Autora: Elizabeth HoytTítulo original: The Leopard Prince
Série: Trilogia dos Príncipes #2
Editora: Record
Ano: 2017
Páginas: 350
Skoob | Goodreads
*Exemplar recebido em parceria com a editora.
Sinopse: O segundo livro da aguardada série de romances de época com uma forte pitada de erotismo! A única coisa que uma dama jamais deve fazer... Lady Georgina Maitland não quer um marido, embora ela pudesse ter um bom administrador para cuidar de suas propriedades. Ao pôr os olhos em Harry Pye, Georgina percebeu que não estava lidando apenas com um criado, mas com um homem. É se apaixonar... Harry conheceu muitos aristocratas — incluindo um nobre que é seu inimigo mortal. Mas nunca conheceu uma dama tão independente, desinibida e ansiosa para estar em seus braços. Por um criado. Ainda assim, é impossível ter um relacionamento discreto quando ovelhas envenenadas, aldeões assassinados e um magistrado furioso tumultuam o condado. Os habitantes culpam Harry por tudo. Enquanto tenta sobreviver em meio à desconfiança e manter o pescoço de Harry longe da forca Georgina não quer perder outra noite de amor.
Resenha do primeiro livro AQUI.
Esse ano está sendo um dos melhores em questão de romance de época; vários livros maravilhosos foram lançados e eu tive a oportunidade de ler algumas das apostas do grupo editorial Record com o gênero. Tive ótimas surpresas e a Trilogia dos Príncipes de Elizabeth Hoyt foi uma delas.
Quando li O Príncipe Corvo, primeiro volume da trilogia, fiquei encantada com a qualidade, principalmente em se tratando da escrita da autora, que é ótima, e o humor muito presente nos diálogos e interações entre os protagonistas. Quando o segundo foi lançado, quis ler também; e é sobre O Príncipe Leopardo que falaremos hoje.

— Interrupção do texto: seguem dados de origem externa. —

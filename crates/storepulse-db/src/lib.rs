//! Postgres persistence for stores, status observations and report lifecycles.

use std::time::Duration;

use sqlx::{postgres::PgPoolOptions, PgPool};
use storepulse_core::{AppConfig, CoreError};
use thiserror::Error;
use uuid::Uuid;

// Relative to this crate's Cargo.toml.
static MIGRATOR: sqlx::migrate::Migrator = sqlx::migrate!("../../migrations");

/// Connection-pool sizing.
#[derive(Debug, Clone, Copy, PartialEq, Eq)]
pub struct PoolConfig {
    pub max_connections: u32,
    pub min_connections: u32,
    pub acquire_timeout: Duration,
}

impl Default for PoolConfig {
    fn default() -> Self {
        Self {
            max_connections: 10,
            min_connections: 1,
            acquire_timeout: Duration::from_secs(10),
        }
    }
}

impl PoolConfig {
    #[must_use]
    pub fn from_app_config(config: &AppConfig) -> Self {
        Self {
            max_connections: config.db_max_connections,
            min_connections: config.db_min_connections.min(config.db_max_connections),
            acquire_timeout: Duration::from_secs(config.db_acquire_timeout_secs),
        }
    }
}

#[derive(Debug, Error)]
pub enum DbError {
    #[error("record not found")]
    NotFound,
    #[error("report {report_id} is not in {expected_status} state")]
    InvalidReportTransition {
        report_id: Uuid,
        expected_status: &'static str,
    },
    #[error("invalid stored value: {0}")]
    InvalidRow(#[from] CoreError),
    #[error(transparent)]
    Sqlx(#[from] sqlx::Error),
    #[error(transparent)]
    Migration(#[from] sqlx::migrate::MigrateError),
}

/// Open a pool against `database_url`.
///
/// # Errors
///
/// Returns [`sqlx::Error`] if the connection cannot be established.
pub async fn connect_pool(database_url: &str, config: PoolConfig) -> Result<PgPool, sqlx::Error> {
    PgPoolOptions::new()
        .max_connections(config.max_connections)
        .min_connections(config.min_connections)
        .acquire_timeout(config.acquire_timeout)
        .connect(database_url)
        .await
}

/// Apply pending migrations and return how many were applied.
///
/// # Errors
///
/// Returns [`sqlx::migrate::MigrateError`] if any migration fails.
pub async fn run_migrations(pool: &PgPool) -> Result<usize, sqlx::migrate::MigrateError> {
    let before = count_applied_migrations(pool).await;
    MIGRATOR.run(pool).await?;
    let after = count_applied_migrations(pool).await;

    Ok(usize::try_from(after - before).unwrap_or(0))
}

// The bookkeeping table is missing on a fresh database; that counts as zero.
async fn count_applied_migrations(pool: &PgPool) -> i64 {
    sqlx::query_scalar::<_, i64>("SELECT COUNT(*) FROM _sqlx_migrations WHERE success = true")
        .fetch_one(pool)
        .await
        .unwrap_or(0)
}

/// Round-trip a trivial query to prove the pool can reach the database.
///
/// # Errors
///
/// Returns [`DbError::Sqlx`] if the query fails.
pub async fn health_check(pool: &PgPool) -> Result<(), DbError> {
    sqlx::query_scalar::<_, i32>("SELECT 1").fetch_one(pool).await?;
    Ok(())
}


pub mod observations;
pub mod reports;
pub mod snapshot;
pub mod stores;

pub use observations::{
    insert_observations, latest_observation_timestamp, list_observations_since, ObservationRow,
};
pub use reports::{
    complete_report, create_report, fail_report, fail_stale_reports, get_report, StoredReportRow,
};
pub use snapshot::{load_snapshot, Snapshot};
pub use stores::{
    assemble_profiles, list_business_hours, list_store_profiles, list_stores,
    upsert_business_hours, upsert_stores, BusinessHoursRow, StoreRow,
};
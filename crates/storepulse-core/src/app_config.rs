use std::net::SocketAddr;

use crate::store::{DayBasis, MissingHoursPolicy};

/// Deployment environment, read from `STOREPULSE_ENV`.
#[derive(Debug, Clone, Copy, PartialEq, Eq)]
pub enum Environment {
    Development,
    Test,
    Production,
}

impl Environment {
    /// Unrecognized names fall back to `Development`.
    #[must_use]
    pub fn from_name(name: &str) -> Self {
        match name.trim().to_ascii_lowercase().as_str() {
            "production" | "prod" => Environment::Production,
            "test" => Environment::Test,
            _ => Environment::Development,
        }
    }

    #[must_use]
    pub fn as_str(self) -> &'static str {
        match self {
            Environment::Development => "development",
            Environment::Test => "test",
            Environment::Production => "production",
        }
    }

    #[must_use]
    pub fn is_development(self) -> bool {
        self == Environment::Development
    }
}

impl std::fmt::Display for Environment {
    fn fmt(&self, f: &mut std::fmt::Formatter<'_>) -> std::fmt::Result {
        f.write_str(self.as_str())
    }
}

/// Process-wide settings for the server and CLI binaries.
#[derive(Clone)]
pub struct AppConfig {
    pub database_url: String,
    pub env: Environment,
    pub bind_addr: SocketAddr,
    pub log_level: String,
    pub db_max_connections: u32,
    pub db_min_connections: u32,
    pub db_acquire_timeout_secs: u64,
    /// Calendar-date basis used to split a store's observations into days.
    pub day_basis: DayBasis,
    /// How a weekday with no configured business hours is treated.
    pub missing_hours: MissingHoursPolicy,
    /// Reports left `Running` longer than this are swept to `Failed`.
    pub report_stale_after_secs: u64,
}

impl std::fmt::Debug for AppConfig {
    fn fmt(&self, f: &mut std::fmt::Formatter<'_>) -> std::fmt::Result {
        f.debug_struct("AppConfig")
            .field("env", &self.env)
            .field("bind_addr", &self.bind_addr)
            .field("log_level", &self.log_level)
            .field("database_url", &"[redacted]")
            .field("db_max_connections", &self.db_max_connections)
            .field("db_min_connections", &self.db_min_connections)
            .field("db_acquire_timeout_secs", &self.db_acquire_timeout_secs)
            .field("day_basis", &self.day_basis)
            .field("missing_hours", &self.missing_hours)
            .field("report_stale_after_secs", &self.report_stale_after_secs)
            .finish()
    }
}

Neste livro conhecemos Georgina Maitland e Harry Pye: ela, uma aristocrata solteira e herdeira de uma grande fortuna; ele, o carrancudo administrador de suas terras. Quando um pequeno acidente faz com que eles passem um tempo a sós, ambos começam a se ver com outros olhos. Georgina vê nele um homem, mesmo sabendo que é errado, já Harry começa a enxergá-la com olhos menos preconceituosos, a admirá-la. Mas nada de bom pode surgir em uma relação íntima entre patroa e criado... Ou será que pode?